Off day! I ended up going to the pool and aqua-jogging at a steady pace for 50 minutes. It was nice!
Total miles: 0
Longgggg run Sunday!!!!
-9 miles @ 7:12 pace
This run has quite a story behind it. For the first four miles, my legs felt like shit even though the rest of my body felt totally fine. I can deal with that. But, then around mile 5, my calves tightened up so much that my right foot went totally numb. To the point that I could run, but felt no sensation and it felt very heavy. Luckily, I stopped at a stoplight and was able to stretch my calf to get enough sensation back to finish my run! This has happened once before during track season— and my dad says he thinks I have mild compartment syndrome. As long as I stretch and continue to keep my calves loose, it shouldn’t be a problem! At least my last mile was my fastest— 7:01.
Later that night—
— 20 mins of yoga and 8 mins of core. Then, lots of mobility exercises (clam shells, donkey kicks, etc)
Total miles: 9
Unexpected double day!
In the morn,
- .5 warmup
- 4.4 miles @ 6:53 average pace. This run actually felt really good! It was my coach’s version of doing “hills”— and we essentially ran loops of Duchess hill (for those of you who know what I’m talking about) as part of our normal run. The hills were hard because my legs were sore, but nothing too bad— and I actually felt very relaxed for most of the run. I had a lot left the last mile so I pushed the pace and finished strong.
- .5 mile cooldown
- stretching, bandwork
(5.4 miles for the workout)
- 3.2 miles @ 7:05 pace. I needed to do this to get more miles in and it actually felt really good! It was a progression— nothing crazy— but 7:15, 7:03, 6:54. I didn’t plan to do it that way, I just felt better and better throughout the run. I felt really relaxed and comfortable. I also went in the heat of the day, but I hydrated and was totally fine (even though my sweat would tell you otherwise)
- 4x strides
- donkey kicks (all 3 variations), achilles exercises, 20 squats, 20 lunges, 40 squats, 40 lunges, 60 squats, 60 lunges
- I’ll finish with 5 minutes of core tonight!

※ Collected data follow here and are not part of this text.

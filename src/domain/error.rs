use thiserror::Error;

#[derive(Debug, Error)]
pub enum DomainError {
    #[error("invalid {field}: {message}")]
    Validation {
        field: &'static str,
        message: String,
    },
}

impl DomainError {
    pub fn validation(field: &'static str, message: impl Into<String>) -> Self {
        Self::Validation {
            field,
            message: message.into(),
        }
    }
}
use serde::{Deserialize, Serialize};

use crate::application::catalog::{DishInput, EntityInput};
use crate::domain::error::DomainError;
use crate::domain::price::Price;
use crate::domain::types::ExportStatus;

/// Create and update body for menus and submenus.
#[derive(Debug, Deserialize, Serialize)]
pub struct EntityRequest {
    pub title: String,
    #[serde(default)]
    pub description: Option<String>,
}

impl From<EntityRequest> for EntityInput {
    fn from(request: EntityRequest) -> Self {
        Self {
            title: request.title,
            description: request.description,
        }
    }
}

#[derive(Debug, Deserialize, Serialize)]
pub struct DishRequest {
    pub title: String,
    #[serde(default)]
    pub description: Option<String>,
    /// Decimal string such as `"12.50"`.
    #[serde(default)]
    pub price: Option<String>,
}

impl TryFrom<DishRequest> for DishInput {
    type Error = DomainError;

    fn try_from(request: DishRequest) -> Result<Self, Self::Error> {
        let price = request.price.as_deref().map(Price::parse).transpose()?;
        Ok(Self {
            title: request.title,
            description: request.description,
            price,
        })
    }
}

#[derive(Debug, Deserialize, Serialize)]
pub struct FillRequest {
    pub password: String,
}

#[derive(Debug, Deserialize)]
pub struct ExportQuery {
    pub task_id: String,
}

/// `{status, message}` acknowledgement used by fill and export submission.
#[derive(Debug, Serialize)]
pub struct StatusResponse {
    pub status: bool,
    pub message: String,
}

impl StatusResponse {
    pub fn ok(message: impl Into<String>) -> Self {
        Self {
            status: true,
            message: message.into(),
        }
    }

    pub fn rejected(message: impl Into<String>) -> Self {
        Self {
            status: false,
            message: message.into(),
        }
    }
}

/// Poll answer for an export that has no file to hand out yet.
#[derive(Debug, Serialize)]
pub struct ExportStatusResponse {
    pub status: &'static str,
    pub message: &'static str,
}

impl ExportStatusResponse {
    pub fn unrequested() -> Self {
        Self {
            status: "Unrequested",
            message: "Please request the file first",
        }
    }

    pub fn pending(status: ExportStatus) -> Self {
        Self {
            status: status.as_str(),
            message: "Please wait",
        }
    }
}
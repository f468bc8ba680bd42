//! Client-facing snapshots. The same shape is cached and returned over HTTP.

use serde::{Deserialize, Serialize};

use crate::domain::entities::{DishRecord, MenuRecord, SubmenuRecord};
use crate::domain::price::Price;

#[derive(Debug, Clone, PartialEq, Eq, Serialize, Deserialize)]
pub struct MenuView {
    pub id: String,
    pub title: String,
    pub description: Option<String>,
    pub submenus_count: i64,
    pub dishes_count: i64,
}

impl From<MenuRecord> for MenuView {
    fn from(record: MenuRecord) -> Self {
        Self {
            id: record.id.to_string(),
            title: record.title,
            description: record.description,
            submenus_count: record.submenus_count,
            dishes_count: record.dishes_count,
        }
    }
}

#[derive(Debug, Clone, PartialEq, Eq, Serialize, Deserialize)]
pub struct SubmenuView {
    pub id: String,
    pub title: String,
    pub description: Option<String>,
    pub dishes_count: i64,
}

impl From<SubmenuRecord> for SubmenuView {
    fn from(record: SubmenuRecord) -> Self {
        Self {
            id: record.id.to_string(),
            title: record.title,
            description: record.description,
            dishes_count: record.dishes_count,
        }
    }
}

#[derive(Debug, Clone, PartialEq, Eq, Serialize, Deserialize)]
pub struct DishView {
    pub id: String,
    pub title: String,
    pub description: Option<String>,
    pub price: Option<Price>,
}

impl From<DishRecord> for DishView {
    fn from(record: DishRecord) -> Self {
        Self {
            id: record.id.to_string(),
            title: record.title,
            description: record.description,
            price: record.price,
        }
    }
}
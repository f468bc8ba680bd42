//! Menu, submenu and dish services.
//!
//! Reads go through the snapshot cache and fall back to the repositories on a
//! miss. Writes always hit the repositories first; the cache is only touched
//! after the mutation has committed. Title uniqueness is checked against the
//! database, never against cached snapshots.

mod dishes;
mod menus;
mod snapshots;
mod submenus;
mod views;

use serde::Serialize;
use thiserror::Error;

use crate::application::repos::RepoError;
use crate::domain::error::DomainError;
use crate::domain::price::Price;
use crate::domain::types::EntityKind;

pub use dishes::DishService;
pub use menus::MenuService;
pub use submenus::SubmenuService;
pub use views::{DishView, MenuView, SubmenuView};

#[derive(Debug, Error)]
pub enum CatalogError {
    #[error("{0} already exists")]
    Conflict(EntityKind),
    #[error("{0} not found")]
    NotFound(EntityKind),
    #[error(transparent)]
    Invalid(#[from] DomainError),
    #[error(transparent)]
    Repo(#[from] RepoError),
}

impl CatalogError {
    /// Maps a write failure for `kind`. `missing` names the entity reported
    /// when the repository cannot find the row it was asked to touch.
    fn from_write(kind: EntityKind, missing: EntityKind, err: RepoError) -> Self {
        match err {
            RepoError::Duplicate { .. } => CatalogError::Conflict(kind),
            RepoError::NotFound => CatalogError::NotFound(missing),
            other => CatalogError::Repo(other),
        }
    }
}

/// Title and description accepted by create and update of any level.
#[derive(Debug, Clone)]
pub struct EntityInput {
    pub title: String,
    pub description: Option<String>,
}

impl EntityInput {
    fn validated(self) -> Result<Self, CatalogError> {
        let title = self.title.trim();
        if title.is_empty() {
            return Err(DomainError::validation("title", "must not be empty").into());
        }
        Ok(Self {
            title: title.to_string(),
            description: self.description,
        })
    }
}

#[derive(Debug, Clone)]
pub struct DishInput {
    pub title: String,
    pub description: Option<String>,
    pub price: Option<Price>,
}

/// Body returned by every successful delete.
#[derive(Debug, Clone, PartialEq, Eq, Serialize)]
pub struct DeleteConfirmation {
    pub status: bool,
    pub message: String,
}

impl DeleteConfirmation {
    fn for_kind(kind: EntityKind) -> Self {
        Self {
            status: true,
            message: format!("The {kind} has been deleted"),
        }
    }
}

/// Parses a path segment as an entity id. Anything that is not a positive
/// integer cannot name an existing row and reads as `NotFound`.
pub fn parse_id(kind: EntityKind, raw: &str) -> Result<i64, CatalogError> {
    raw.parse::<i64>()
        .ok()
        .filter(|id| *id > 0)
        .ok_or(CatalogError::NotFound(kind))
}

#[cfg(test)]
mod tests {
    use super::*;

    #[test]
    fn parse_id_rejects_non_positive_and_garbage() {
        assert_eq!(parse_id(EntityKind::Menu, "42").ok(), Some(42));
        for raw in ["0", "-3", "abc", "", "1.5"] {
            assert!(matches!(
                parse_id(EntityKind::Dish, raw),
                Err(CatalogError::NotFound(EntityKind::Dish))
            ));
        }
    }

    #[test]
    fn error_messages_name_the_entity_kind() {
        assert_eq!(
            CatalogError::Conflict(EntityKind::Submenu).to_string(),
            "submenu already exists"
        );
        assert_eq!(
            CatalogError::NotFound(EntityKind::Dish).to_string(),
            "dish not found"
        );
        assert_eq!(
            DeleteConfirmation::for_kind(EntityKind::Menu).message,
            "The menu has been deleted"
        );
    }

    #[test]
    fn blank_titles_are_rejected() {
        let input = EntityInput {
            title: "   ".into(),
            description: None,
        };
        assert!(matches!(input.validated(), Err(CatalogError::Invalid(_))));

        let input = EntityInput {
            title: "  Lunch ".into(),
            description: Some("d".into()),
        };
        assert_eq!(input.validated().unwrap().title, "Lunch");
    }
}
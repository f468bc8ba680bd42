use std::sync::Arc;

use crate::cache::{CacheKey, SnapshotCache};

/// Remembers which job ids were handed out by this service and the artifact
/// each one renders into. Lives in its own cache namespace so catalog
/// invalidation never touches it. Entries do not expire with the snapshot
/// ttl: a finished job stays downloadable until the cache itself is flushed.
#[derive(Clone)]
pub struct ExportLedger {
    cache: Arc<SnapshotCache>,
}

impl ExportLedger {
    pub fn new(cache: Arc<SnapshotCache>) -> Self {
        Self { cache }
    }

    pub async fn record(&self, job_id: &str, artifact: &str) {
        self.cache
            .set_persistent(&CacheKey::export_job(job_id), artifact.to_string())
            .await;
    }

    /// Artifact name for a job this service submitted, if any.
    pub async fn lookup(&self, job_id: &str) -> Option<String> {
        self.cache.get(&CacheKey::export_job(job_id)).await
    }
}
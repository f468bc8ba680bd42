use thiserror::Error;

#[derive(Debug, Error)]
pub enum InfraError {
    #[error("io error: {0}")]
    Io(#[from] std::io::Error),
    #[error("database error: {message}")]
    Database { message: String },
    #[error("telemetry initialization failed: {0}")]
    Telemetry(String),
    #[error("configuration error: {message}")]
    Configuration { message: String },
    #[error("server error: {0}")]
    Server(String),
}

impl InfraError {
    pub fn database(message: impl Into<String>) -> Self {
        Self::Database {
            message: message.into(),
        }
    }

    pub fn configuration(message: impl Into<String>) -> Self {
        Self::Configuration {
            message: message.into(),
        }
    }

    pub fn telemetry(message: impl Into<String>) -> Self {
        Self::Telemetry(message.into())
    }

    pub fn server(message: impl Into<String>) -> Self {
        Self::Server(message.into())
    }
}

#[cfg(test)]
mod tests {
    use super::*;

    #[test]
    fn messages_name_the_failing_subsystem() {
        assert_eq!(
            InfraError::configuration("database url is not configured").to_string(),
            "configuration error: database url is not configured"
        );
        assert_eq!(
            InfraError::database("pool timed out").to_string(),
            "database error: pool timed out"
        );
    }
}
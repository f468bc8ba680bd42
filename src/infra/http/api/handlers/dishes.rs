//! Dish handlers

use axum::Json;
use axum::extract::{Path, State};
use axum::http::StatusCode;
use axum::response::IntoResponse;

use crate::application::catalog::{CatalogError, DishInput, parse_id};
use crate::domain::types::EntityKind;

use super::{catalog_to_api, domain_to_api};
use crate::infra::http::api::error::{ApiError, ApiJson};
use crate::infra::http::api::models::DishRequest;
use crate::infra::http::api::state::ApiState;

fn parent_path(menu_id: &str, submenu_id: &str) -> Result<(i64, i64), CatalogError> {
    Ok((
        parse_id(EntityKind::Menu, menu_id)?,
        parse_id(EntityKind::Submenu, submenu_id)?,
    ))
}

fn dish_path(
    menu_id: &str,
    submenu_id: &str,
    dish_id: &str,
) -> Result<(i64, i64, i64), CatalogError> {
    let (menu_id, submenu_id) = parent_path(menu_id, submenu_id)?;
    Ok((menu_id, submenu_id, parse_id(EntityKind::Dish, dish_id)?))
}

pub async fn list_dishes(
    State(state): State<ApiState>,
    Path((menu_id, submenu_id)): Path<(String, String)>,
) -> Result<impl IntoResponse, ApiError> {
    let (menu_id, submenu_id) = parent_path(&menu_id, &submenu_id).map_err(catalog_to_api)?;
    let dishes = state
        .dishes
        .list(menu_id, submenu_id)
        .await
        .map_err(catalog_to_api)?;
    Ok(Json(dishes))
}

pub async fn get_dish(
    State(state): State<ApiState>,
    Path((menu_id, submenu_id, dish_id)): Path<(String, String, String)>,
) -> Result<impl IntoResponse, ApiError> {
    let (menu_id, submenu_id, id) =
        dish_path(&menu_id, &submenu_id, &dish_id).map_err(catalog_to_api)?;
    let dish = state
        .dishes
        .read(menu_id, submenu_id, id)
        .await
        .map_err(catalog_to_api)?;
    Ok(Json(dish))
}

pub async fn create_dish(
    State(state): State<ApiState>,
    Path((menu_id, submenu_id)): Path<(String, String)>,
    ApiJson(payload): ApiJson<DishRequest>,
) -> Result<impl IntoResponse, ApiError> {
    let (menu_id, submenu_id) = parent_path(&menu_id, &submenu_id).map_err(catalog_to_api)?;
    let input = DishInput::try_from(payload).map_err(domain_to_api)?;
    let dish = state
        .dishes
        .create(menu_id, submenu_id, input)
        .await
        .map_err(catalog_to_api)?;
    Ok((StatusCode::CREATED, Json(dish)))
}

pub async fn update_dish(
    State(state): State<ApiState>,
    Path((menu_id, submenu_id, dish_id)): Path<(String, String, String)>,
    ApiJson(payload): ApiJson<DishRequest>,
) -> Result<impl IntoResponse, ApiError> {
    let (menu_id, submenu_id, id) =
        dish_path(&menu_id, &submenu_id, &dish_id).map_err(catalog_to_api)?;
    let input = DishInput::try_from(payload).map_err(domain_to_api)?;
    let dish = state
        .dishes
        .update(menu_id, submenu_id, id, input)
        .await
        .map_err(catalog_to_api)?;
    Ok(Json(dish))
}

pub async fn delete_dish(
    State(state): State<ApiState>,
    Path((menu_id, submenu_id, dish_id)): Path<(String, String, String)>,
) -> Result<impl IntoResponse, ApiError> {
    let (menu_id, submenu_id, id) =
        dish_path(&menu_id, &submenu_id, &dish_id).map_err(catalog_to_api)?;
    let confirmation = state
        .dishes
        .delete(menu_id, submenu_id, id)
        .await
        .map_err(catalog_to_api)?;
    Ok(Json(confirmation))
}
//! Catalog, export and seeding services on top of the repository traits.

pub mod catalog;
pub mod error;
pub mod export;
pub mod fixtures;
pub mod jobs;
pub mod repos;
use std::sync::Once;

use metrics::{Unit, describe_counter, describe_histogram};
use tracing_error::ErrorLayer;
use tracing_subscriber::{
    EnvFilter, fmt,
    layer::{Layer, SubscriberExt},
    util::SubscriberInitExt,
};

use crate::config::{LogFormat, LoggingSettings};

use super::error::InfraError;

static METRIC_DESCRIPTIONS: Once = Once::new();

/// Install a global tracing subscriber using the provided logging settings.
pub fn init(logging: &LoggingSettings) -> Result<(), InfraError> {
    describe_metrics();

    let env_filter = EnvFilter::builder()
        .with_default_directive(logging.level.into())
        .from_env_lossy();

    let fmt_layer = match logging.format {
        LogFormat::Json => fmt::layer()
            .json()
            .with_current_span(true)
            .with_span_list(true)
            .with_target(true)
            .boxed(),
        LogFormat::Compact => fmt::layer().compact().with_target(true).boxed(),
    };

    tracing_subscriber::registry()
        .with(env_filter)
        .with(ErrorLayer::default())
        .with(fmt_layer)
        .try_init()
        .map_err(|err| {
            InfraError::telemetry(format!("failed to install tracing subscriber: {err}"))
        })
}

fn describe_metrics() {
    METRIC_DESCRIPTIONS.call_once(|| {
        describe_counter!(
            "carte_cache_hit_total",
            Unit::Count,
            "Snapshot cache lookups answered from the cache."
        );
        describe_counter!(
            "carte_cache_miss_total",
            Unit::Count,
            "Snapshot cache lookups that fell through to the database."
        );
        describe_counter!(
            "carte_cache_error_total",
            Unit::Count,
            "Cache calls that failed or timed out."
        );
        describe_counter!(
            "carte_export_submitted_total",
            Unit::Count,
            "Catalog exports queued for rendering."
        );
        describe_histogram!(
            "carte_export_render_ms",
            Unit::Milliseconds,
            "Time spent rendering one export workbook."
        );
    });
}
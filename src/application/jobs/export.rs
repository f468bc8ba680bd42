use std::time::Instant;

use apalis::prelude::{Data, Error as ApalisError};
use metrics::histogram;
use serde::{Deserialize, Serialize};
use tracing::{error, info};

use crate::{
    application::export::render_workbook,
    application::repos::{JobsRepo, RepoError},
    domain::entities::CatalogRow,
    domain::types::JobType,
};

use super::{
    context::{JobWorkerContext, job_failed},
    queue::enqueue_job,
};

const MAX_ATTEMPTS: i32 = 3;
const PRIORITY: i32 = 5;

/// Catalog snapshot taken at submission time plus the file it renders into.
#[derive(Debug, Clone, Serialize, Deserialize)]
pub struct RenderExportJobPayload {
    pub artifact: String,
    pub rows: Vec<CatalogRow>,
}

pub async fn enqueue_render_export_job<J: JobsRepo + ?Sized>(
    repo: &J,
    payload: &RenderExportJobPayload,
) -> Result<String, RepoError> {
    enqueue_job(
        repo,
        JobType::RenderExport,
        payload,
        MAX_ATTEMPTS,
        PRIORITY,
    )
    .await
}

pub async fn process_render_export_job(
    payload: RenderExportJobPayload,
    context: Data<JobWorkerContext>,
) -> Result<(), ApalisError> {
    let ctx = &*context;
    let started = Instant::now();
    let RenderExportJobPayload { artifact, rows } = payload;
    let row_count = rows.len();

    let rendered = tokio::task::spawn_blocking(move || render_workbook(&rows))
        .await
        .map_err(job_failed)?;
    let bytes = match rendered {
        Ok(bytes) => bytes,
        Err(err) => {
            error!(
                target = "application::jobs::process_render_export_job",
                artifact = %artifact,
                error = %err,
                "export render failed"
            );
            return Err(job_failed(err));
        }
    };

    let path = ctx
        .exports
        .write(&artifact, &bytes)
        .await
        .map_err(job_failed)?;

    let elapsed_ms = started.elapsed().as_secs_f64() * 1000.0;
    histogram!("carte_export_render_ms").record(elapsed_ms);
    info!(
        target = "application::jobs::process_render_export_job",
        artifact = %artifact,
        path = %path.display(),
        rows = row_count,
        bytes = bytes.len(),
        elapsed_ms,
        "export written"
    );

    Ok(())
}
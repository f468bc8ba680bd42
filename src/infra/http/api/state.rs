use std::sync::Arc;

use crate::application::catalog::{DishService, MenuService, SubmenuService};
use crate::application::export::ExportCoordinator;
use crate::application::fixtures::FillService;

#[derive(Clone)]
pub struct ApiState {
    pub menus: Arc<MenuService>,
    pub submenus: Arc<SubmenuService>,
    pub dishes: Arc<DishService>,
    pub exports: Arc<ExportCoordinator>,
    pub fill: Arc<FillService>,
}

Today was a great day of training and I can’t wait to do a recovery run tomorrow!
Total miles: 8.5
Anonymous said: I aspire to be like you!
This is so sweet! Also, another anon sent me a wonderful message that I accidentally deleted so much love to you all
mohnochromatic said: How do you go about recovering from shin splints?
Shin splints occur when you try to increase your mileage too quickly! Back off the miles, and take a couple rest days/easy days to see if the aching subsides. Also, “shin splints” is really just a general term for anything funky you’re feeling in your shins. My best advice is to really stretch and roll out your calves because often the problems start there.